> [EXERCISE DESCRIPTION]: The data below holds a line containing "self.stats.hits += 1;" and a line containing "into the cache"; please quote exactly those two lines and every line between them, and nothing else.

*** EXCERPTED RECORDS Section Begins ***

impl CachedInode {
    /// Create a new cached inode
    pub fn new(device: DeviceId, ino: u64, inode: Inode) -> Self {
        Self {
            key: InodeKey::new(device, ino),
            inode,
            ref_count: AtomicU32::new(1),
            flags: InodeFlags::NONE,
            last_access: current_tick(),
            last_modified: 0,
            open_count: 0,
        }
    }

    /// Increment reference count
    pub fn get(&self) -> u32 {
        self.ref_count.fetch_add(1, Ordering::SeqCst) + 1
    }

    /// Decrement reference count
    pub fn put(&self) -> u32 {
        self.ref_count.fetch_sub(1, Ordering::SeqCst) - 1
    }

    /// Get current reference count
    pub fn refs(&self) -> u32 {
        self.ref_count.load(Ordering::SeqCst)
    }

    /// Check if inode is dirty
    pub fn is_dirty(&self) -> bool {
        self.flags.contains(InodeFlags::DIRTY)
    }

    /// Mark inode as dirty
    pub fn mark_dirty(&mut self) {
        self.flags.insert(InodeFlags::DIRTY);
        self.last_modified = current_tick();
    }

    /// Clear dirty flag
    pub fn clear_dirty(&mut self) {
        self.flags.remove(InodeFlags::DIRTY);
    }

    /// Check if inode can be evicted (ref_count == 0)
    pub fn can_evict(&self) -> bool {
        self.refs() == 0 && self.open_count == 0 && !self.is_dirty()
    }
}

/// Statistics for the inode cache
#[derive(Debug, Clone, Copy, Default)]
pub struct InodeCacheStats {
    /// Total lookups
    pub lookups: u64,
    /// Cache hits
    pub hits: u64,
    /// Cache misses
    pub misses: u64,
    /// Inodes added
    pub inodes_added: u64,
    /// Inodes evicted
    pub inodes_evicted: u64,
    /// Dirty inodes written back
    pub writebacks: u64,
    /// Current inode count
    pub inode_count: u64,
    /// Current dirty inode count
    pub dirty_count: u64,
}

impl InodeCacheStats {
    /// Get hit rate as percentage (0-100)
    pub fn hit_rate(&self) -> f64 {
        if self.lookups == 0 {
            0.0
        } else {
            (self.hits as f64 / self.lookups as f64) * 100.0
        }
    }
}

/// LRU tracking node
struct LruNode {
    key: InodeKey,
}

/// The inode cache
pub struct InodeCache {
    /// Hash table: InodeKey -> index in inodes
    index: BTreeMap<InodeKey, usize>,
    /// Inode storage
    inodes: Vec<Option<CachedInode>>,
    /// Free list indices
    free_list: VecDeque<usize>,
    /// LRU order (back = most recently used)
    lru: VecDeque<LruNode>,
    /// Dirty inode list
    dirty_list: VecDeque<InodeKey>,
    /// Statistics
    stats: InodeCacheStats,
}

impl InodeCache {
    /// Create a new inode cache
    pub fn new() -> Self {
        let mut inodes = Vec::with_capacity(INODE_CACHE_SIZE);
        let mut free_list = VecDeque::with_capacity(INODE_CACHE_SIZE);

        for i in 0..INODE_CACHE_SIZE {
            inodes.push(None);
            free_list.push_back(i);
        }

        Self {
            index: BTreeMap::new(),
            inodes,
            free_list,
            lru: VecDeque::with_capacity(INODE_CACHE_SIZE),
            dirty_list: VecDeque::with_capacity(MAX_DIRTY_INODES),
            stats: InodeCacheStats::default(),
        }
    }

    /// Lookup an inode by device and inode number
    pub fn lookup(&mut self, device: DeviceId, ino: u64) -> Option<Inode> {
        self.stats.lookups += 1;

        let key = InodeKey::new(device, ino);

        let idx = match self.index.get(&key) {
            Some(&i) => i,
            None => {
                self.stats.misses += 1;
                return None;
            }
        };

        // Get the inode reference
        let result = if let Some(ref cached) = self.inodes[idx] {
            cached.get();
            self.stats.hits += 1;
            Some(cached.inode.clone())
        } else {
            self.stats.misses += 1;
            None
        };

        // Update LRU (do this separately to avoid borrow issues)
        if result.is_some() {
            self.move_to_back(&key);

            // Update last_access
            if let Some(ref mut cached) = self.inodes[idx] {
                cached.last_access = current_tick();
            }
        }

        result
    }

    /// Insert an inode into the cache
    pub fn insert(&mut self, device: DeviceId, ino: u64, inode: Inode) {
        let key = InodeKey::new(device, ino);

        // If already exists, just update reference
        if let Some(&idx) = self.index.get(&key) {
            if let Some(ref mut cached) = self.inodes[idx] {
                cached.get();
                cached.last_access = current_tick();
                self.move_to_back(&key);
            }
            return;
        }

        // Evict if cache is full
        while self.free_list.is_empty() {
            if !self.evict_one() {
                // Can't evict anything, force evict LRU
                if let Some(lru_node) = self.lru.pop_front() {
                    self.force_evict(&lru_node.key);
                } else {
                    break;
                }
            }
        }

        if let Some(idx) = self.free_list.pop_front() {
            let cached = CachedInode::new(device, ino, inode);
            self.inodes[idx] = Some(cached);
            self.index.insert(key, idx);
            self.lru.push_back(LruNode { key });

            self.stats.inodes_added += 1;
            self.stats.inode_count += 1;
        }
    }

    /// Release a reference to an inode
    pub fn release(&mut self, device: DeviceId, ino: u64) {
        let key = InodeKey::new(device, ino);

        if let Some(&idx) = self.index.get(&key) {
            if let Some(ref cached) = self.inodes[idx] {
                cached.put();
            }
        }
    }

    /// Mark an inode as dirty
    pub fn mark_dirty(&mut self, device: DeviceId, ino: u64) {
        let key = InodeKey::new(device, ino);

        if let Some(&idx) = self.index.get(&key) {
            if let Some(ref mut cached) = self.inodes[idx] {
                if !cached.is_dirty() {
                    cached.mark_dirty();
                    self.dirty_list.push_back(key);
                    self.stats.dirty_count += 1;
                }
            }
        }

        // Trigger writeback if too many dirty inodes
        if self.dirty_list.len() >= MAX_DIRTY_INODES {
            self.writeback_some(MAX_DIRTY_INODES / 2);
        }
    }

    /// Clear dirty flag for an inode
    pub fn clear_dirty(&mut self, device: DeviceId, ino: u64) {
        let key = InodeKey::new(device, ino);

        if let Some(&idx) = self.index.get(&key) {
            if let Some(ref mut cached) = self.inodes[idx] {
                if cached.is_dirty() {
                    cached.clear_dirty();
                    self.dirty_list.retain(|k| k != &key);
                    self.stats.dirty_count = self.stats.dirty_count.saturating_sub(1);
                }
            }
        }
    }

    /// Increment open count for an inode
    pub fn open(&mut self, device: DeviceId, ino: u64) {
        let key = InodeKey::new(device, ino);

        if let Some(&idx) = self.index.get(&key) {
            if let Some(ref mut cached) = self.inodes[idx] {
                cached.open_count += 1;
            }
        }
    }

    /// Decrement open count for an inode
    pub fn close(&mut self, device: DeviceId, ino: u64) {
        let key = InodeKey::new(device, ino);

        if let Some(&idx) = self.index.get(&key) {
            if let Some(ref mut cached) = self.inodes[idx] {
                cached.open_count = cached.open_count.saturating_sub(1);
            }
        }
    }

    /// Remove an inode from the cache
    pub fn remove(&mut self, device: DeviceId, ino: u64) {
        let key = InodeKey::new(device, ino);
        self.remove_entry(&key);
    }

    /// Invalidate all inodes for a device
    pub fn invalidate_device(&mut self, device: DeviceId) {
        let to_remove: Vec<InodeKey> = self
            .inodes
            .iter()
            .filter_map(|opt| {
                opt.as_ref().and_then(|c| {
                    if c.key.device == device {
                        Some(c.key)
                    } else {
                        None
                    }
                })
            })
            .collect();

        for key in to_remove {
            self.remove_entry(&key);
        }
    }

    /// Invalidate all inodes
    pub fn invalidate_all(&mut self) {
        // First writeback all dirty inodes
        self.sync_all();

        for i in 0..self.inodes.len() {
            if self.inodes[i].is_some() {
                self.inodes[i] = None;
                self.free_list.push_back(i);
            }
        }
        self.index.clear();
        self.lru.clear();
        self.dirty_list.clear();
        self.stats.inode_count = 0;
        self.stats.dirty_count = 0;
    }

    /// Write back some dirty inodes
    pub fn writeback_some(&mut self, count: usize) {
        let mut written = 0;

        while written < count {
            if let Some(key) = self.dirty_list.pop_front() {
                // In a real implementation, we would call the filesystem's
                // writeback function here
                if let Some(&idx) = self.index.get(&key) {
                    if let Some(ref mut cached) = self.inodes[idx] {
                        cached.clear_dirty();
                        self.stats.writebacks += 1;
                        self.stats.dirty_count = self.stats.dirty_count.saturating_sub(1);
                        written += 1;
                    }
                }
            } else {
                break;
            }
        }
    }

    /// Sync all dirty inodes
    pub fn sync_all(&mut self) {
        let count = self.dirty_list.len();
        self.writeback_some(count);
    }

    /// Remove entry by key
    fn remove_entry(&mut self, key: &InodeKey) {
        if let Some(idx) = self.index.remove(key) {
            if let Some(cached) = self.inodes[idx].take() {
                if cached.is_dirty() {
                    self.dirty_list.retain(|k| k != key);
                    self.stats.dirty_count = self.stats.dirty_count.saturating_sub(1);
                }
                self.free_list.push_back(idx);
                self.stats.inode_count = self.stats.inode_count.saturating_sub(1);
            }

            // Remove from LRU
            self.lru.retain(|n| n.key != *key);
        }
    }

    /// Evict one inode (LRU, only if ref_count == 0)
    fn evict_one(&mut self) -> bool {
        // Find an evictable inode from the LRU list
        let mut evicted = false;

        for i in 0..self.lru.len() {
            let key = self.lru[i].key;

            if let Some(&idx) = self.index.get(&key) {
                if let Some(ref cached) = self.inodes[idx] {
                    if cached.can_evict() {
                        self.lru.remove(i);
                        self.remove_entry(&key);
                        self.stats.inodes_evicted += 1;
                        evicted = true;
                        break;
                    }
                }
            }
        }

        evicted
    }

    /// Force evict an inode (even if dirty, writes back first)
    fn force_evict(&mut self, key: &InodeKey) {
        if let Some(&idx) = self.index.get(key) {
            if let Some(ref mut cached) = self.inodes[idx] {
                if cached.is_dirty() {
                    // Would write back here
                    cached.clear_dirty();
                    self.dirty_list.retain(|k| k != key);
                    self.stats.dirty_count = self.stats.dirty_count.saturating_sub(1);
                    self.stats.writebacks += 1;
                }
            }
        }
        self.remove_entry(key);
        self.stats.inodes_evicted += 1;
    }

    /// Move entry to back of LRU (most recently used)
    fn move_to_back(&mut self, key: &InodeKey) {
        if let Some(pos) = self.lru.iter().position(|n| n.key == *key) {
            let node = self.lru.remove(pos).unwrap();
            self.lru.push_back(node);
        }
    }

    /// Get cache statistics
    pub fn stats(&self) -> InodeCacheStats {
        self.stats
    }

    /// Get current inode count
    pub fn len(&self) -> usize {
        self.stats.inode_count as usize
    }

    /// Check if cache is empty
    pub fn is_empty(&self) -> bool {
        self.len() == 0
    }

    /// Shrink cache to target size (for memory pressure)
    pub fn shrink_to(&mut self, target_size: usize) {
        while self.len() > target_size {
            if !self.evict_one() {
                break; // Can't evict more without forcing
            }
        }
    }

    /// Get dirty inode count
    pub fn dirty_count(&self) -> usize {
        self.stats.dirty_count as usize
    }
}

*** EXCERPTED RECORDS Section Ends ***

> [RESPONSE BELOW]:
            self.stats.hits += 1;
            Some(cached.inode.clone())
        } else {
            self.stats.misses += 1;
            None
        };

        // Update LRU (do this separately to avoid borrow issues)
        if result.is_some() {
            self.move_to_back(&key);

            // Update last_access
            if let Some(ref mut cached) = self.inodes[idx] {
                cached.last_access = current_tick();
            }
        }

        result
    }

    /// Insert an inode into the cache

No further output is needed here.